Veja, na lista abaixo, quais regras estavam previstas nos decretos de Bolsonaro e foram suspensas por Rosa Weber:

  • fim do controle feito pelo Comando do Exército sobre categorias de munições e acessórios para armas;
  • autorização para a prática de tiro recreativo em entidades e clubes de tiro, independentemente de prévio registro dos praticantes;
  • possibilidade de aquisição de até seis armas de fogo de uso permitido por civis e oito armas por agentes estatais com simples declaração de necessidade, revestida de presunção de veracidade;

  • comprovação pelos CACs da capacidade técnica para o manuseio de armas de fogo por laudo de instrutor de tiro desportivo;
  • dispensa de credenciamento na Polícia Federal para psicólogos darem laudos de comprovação de aptidão psicológica a CACs;
  • dispensa de prévia autorização do Comando do Exército para que os CACs possam adquirir armas de fogo;
  • aumento do limite máximo de munição que pode ser adquiridas, anualmente, pelos CACs;
  • possibilidade de o Comando do Exército autorizar a aquisição pelos CACs de munições em número superior aos limites pré-estabelecidos;
  • aquisição de munições por entidades e escolas de tiro em quantidade ilimitada;
  • prática de tiro desportivo por adolescentes a partir dos 14 anos de idade completos;
  • validade do porte de armas para todo território nacional;
  • porte de trânsito dos CACs para armas de fogo municiadas; e
  • porte simultâneo de até duas armas de fogo por cidadãos.

A decisão de Rosa Weber

Na decisão provisória, Rosa Weber afirma que inúmeros estudos revelam uma “inequívoca correlação entre a facilitação do acesso da população às armas de fogo e o desvio desses produtos para as organizações criminosas, milícias e criminosos em geral, por meio de furtos, roubos ou comércio clandestino, aumentando ainda mais os índices gerais de delitos patrimoniais, de crimes violentos e de homicídios.”

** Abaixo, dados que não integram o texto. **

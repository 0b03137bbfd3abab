//! Search configuration with sensible defaults.
//!
//! [`SearchConfig`] controls the provider endpoint and credentials, how many
//! candidates are requested, the per-source fetch deadline and the text cap
//! applied to every extracted page.

use crate::error::SearchError;
use crate::types::ProviderCredentials;
use serde::{Deserialize, Serialize};
use std::time::Duration;

/// Default number of candidate sources requested from the provider.
pub const DEFAULT_MAX_RESULTS: usize = 5;

/// The provider returns at most this many results per request.
pub const PROVIDER_PAGE_LIMIT: usize = 10;

/// Default per-source fetch deadline in milliseconds.
pub const DEFAULT_FETCH_TIMEOUT_MS: u64 = 5_000;

/// Default character cap for a source's extracted text.
pub const DEFAULT_TEXT_CAP: usize = 2_000;

/// Default Google Custom Search endpoint.
pub const DEFAULT_PROVIDER_BASE_URL: &str = "https://customsearch.googleapis.com";

/// Environment variable consulted for the provider API key.
pub const API_KEY_ENV: &str = "GOOGLE_API_KEY";

/// Environment variable consulted for the provider engine id.
pub const ENGINE_ID_ENV: &str = "GOOGLE_CSE_ID";

/// Configuration for searching and fetching sources.
///
/// Use [`Default::default()`] for sensible defaults, or construct with
/// field overrides for custom behaviour.
#[derive(Debug, Clone, Serialize, Deserialize)]
#[serde(default)]
pub struct SearchConfig {
    /// Base URL of the search provider API.
    pub provider_base_url: String,
    /// Credentials used when a request carries none of its own.
    pub credentials: Option<ProviderCredentials>,
    /// Maximum number of candidate sources requested from the provider.
    pub max_results: usize,
    /// Timeout for the provider request, in seconds.
    pub provider_timeout_seconds: u64,
    /// Per-source page fetch deadline, in milliseconds.
    pub fetch_timeout_ms: u64,
    /// Maximum characters of sanitised text kept per source.
    pub text_cap: usize,
    /// Pages whose body exceeds this many bytes are abandoned.
    pub max_page_bytes: usize,
    /// Custom User-Agent string. If `None`, rotates through a built-in list
    /// of realistic browser User-Agents.
    pub user_agent: Option<String>,
}

impl Default for SearchConfig {
    fn default() -> Self {
        Self {
            provider_base_url: DEFAULT_PROVIDER_BASE_URL.to_owned(),
            credentials: None,
            max_results: DEFAULT_MAX_RESULTS,
            provider_timeout_seconds: 8,
            fetch_timeout_ms: DEFAULT_FETCH_TIMEOUT_MS,
            text_cap: DEFAULT_TEXT_CAP,
            max_page_bytes: 2 * 1024 * 1024,
            user_agent: None,
        }
    }
}

impl SearchConfig {
    /// Validates this configuration, returning an error if any field is invalid.
    ///
    /// Checks:
    /// - `max_results` must be within `1..=10`
    /// - `provider_timeout_seconds` and `fetch_timeout_ms` must be greater than 0
    /// - `text_cap` and `max_page_bytes` must be greater than 0
    pub fn validate(&self) -> Result<(), SearchError> {
        if self.max_results == 0 || self.max_results > PROVIDER_PAGE_LIMIT {
            return Err(SearchError::Config(format!(
                "max_results must be between 1 and {PROVIDER_PAGE_LIMIT}"
            )));
        }
        if self.provider_timeout_seconds == 0 {
            return Err(SearchError::Config(
                "provider_timeout_seconds must be greater than 0".into(),
            ));
        }
        if self.fetch_timeout_ms == 0 {
            return Err(SearchError::Config(
                "fetch_timeout_ms must be greater than 0".into(),
            ));
        }
        if self.text_cap == 0 {
            return Err(SearchError::Config("text_cap must be greater than 0".into()));
        }
        if self.max_page_bytes == 0 {
            return Err(SearchError::Config(
                "max_page_bytes must be greater than 0".into(),
            ));
        }
        Ok(())
    }

    /// The provider request timeout.
    pub fn provider_timeout(&self) -> Duration {
        Duration::from_secs(self.provider_timeout_seconds)
    }

    /// The per-source fetch deadline.
    pub fn fetch_timeout(&self) -> Duration {
        Duration::from_millis(self.fetch_timeout_ms)
    }

    /// Resolve the credentials for one request.
    ///
    /// Per-request credentials win, then configured ones, then the
    /// `GOOGLE_API_KEY` / `GOOGLE_CSE_ID` environment variables.
    ///
    /// # Errors
    ///
    /// Returns [`SearchError::Config`] if no complete credential pair is found.
    pub fn resolve_credentials(
        &self,
        request: Option<&ProviderCredentials>,
    ) -> Result<ProviderCredentials, SearchError> {
        let pick = |from_request: Option<&str>, from_config: Option<&str>, env: &str| {
            from_request
                .filter(|v| !v.is_empty())
                .or(from_config.filter(|v| !v.is_empty()))
                .map(str::to_owned)
                .or_else(|| std::env::var(env).ok().filter(|v| !v.is_empty()))
        };

        let api_key = pick(
            request.map(|c| c.api_key.as_str()),
            self.credentials.as_ref().map(|c| c.api_key.as_str()),
            API_KEY_ENV,
        );
        let engine_id = pick(
            request.map(|c| c.engine_id.as_str()),
            self.credentials.as_ref().map(|c| c.engine_id.as_str()),
            ENGINE_ID_ENV,
        );

        match (api_key, engine_id) {
            (Some(api_key), Some(engine_id)) => Ok(ProviderCredentials { api_key, engine_id }),
            (None, _) => Err(SearchError::Config("search provider API key is not set".into())),
            (_, None) => Err(SearchError::Config(
                "search provider engine id is not set".into(),
            )),
        }
    }
}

Para Rosa Weber, os decretos de Bolsonaro fragilizam pontos do Estatuto do Desarmamento de 2003 – que, nas palavras da ministra, “inaugurou uma política de controle responsável de armas de fogo e munições no território nacional”.

A relatora diz ainda, na liminar, que Bolsonaro extrapolou as prerrogativas do Poder Executivo ao alterar, por decreto, trechos da legislação aprovada pelo Congresso.

“Desse modo, entre o agir do Poder Executivo, no exercício da competência regulamentar, e a atuação do Poder Legislativo, no desenho da moldura normativa delegada àquele, deve haver a observância da coerência normativa entre os atos na construção do direito, que têm em si uma relação de hierarquia e dependência”, diz a ministra.

“Os Decretos de fevereiro de 2021 alteram de maneira inequívoca a Política Nacional de Armas, em atividade regulamentar excedente do seu espaço secundário normativo”, prossegue.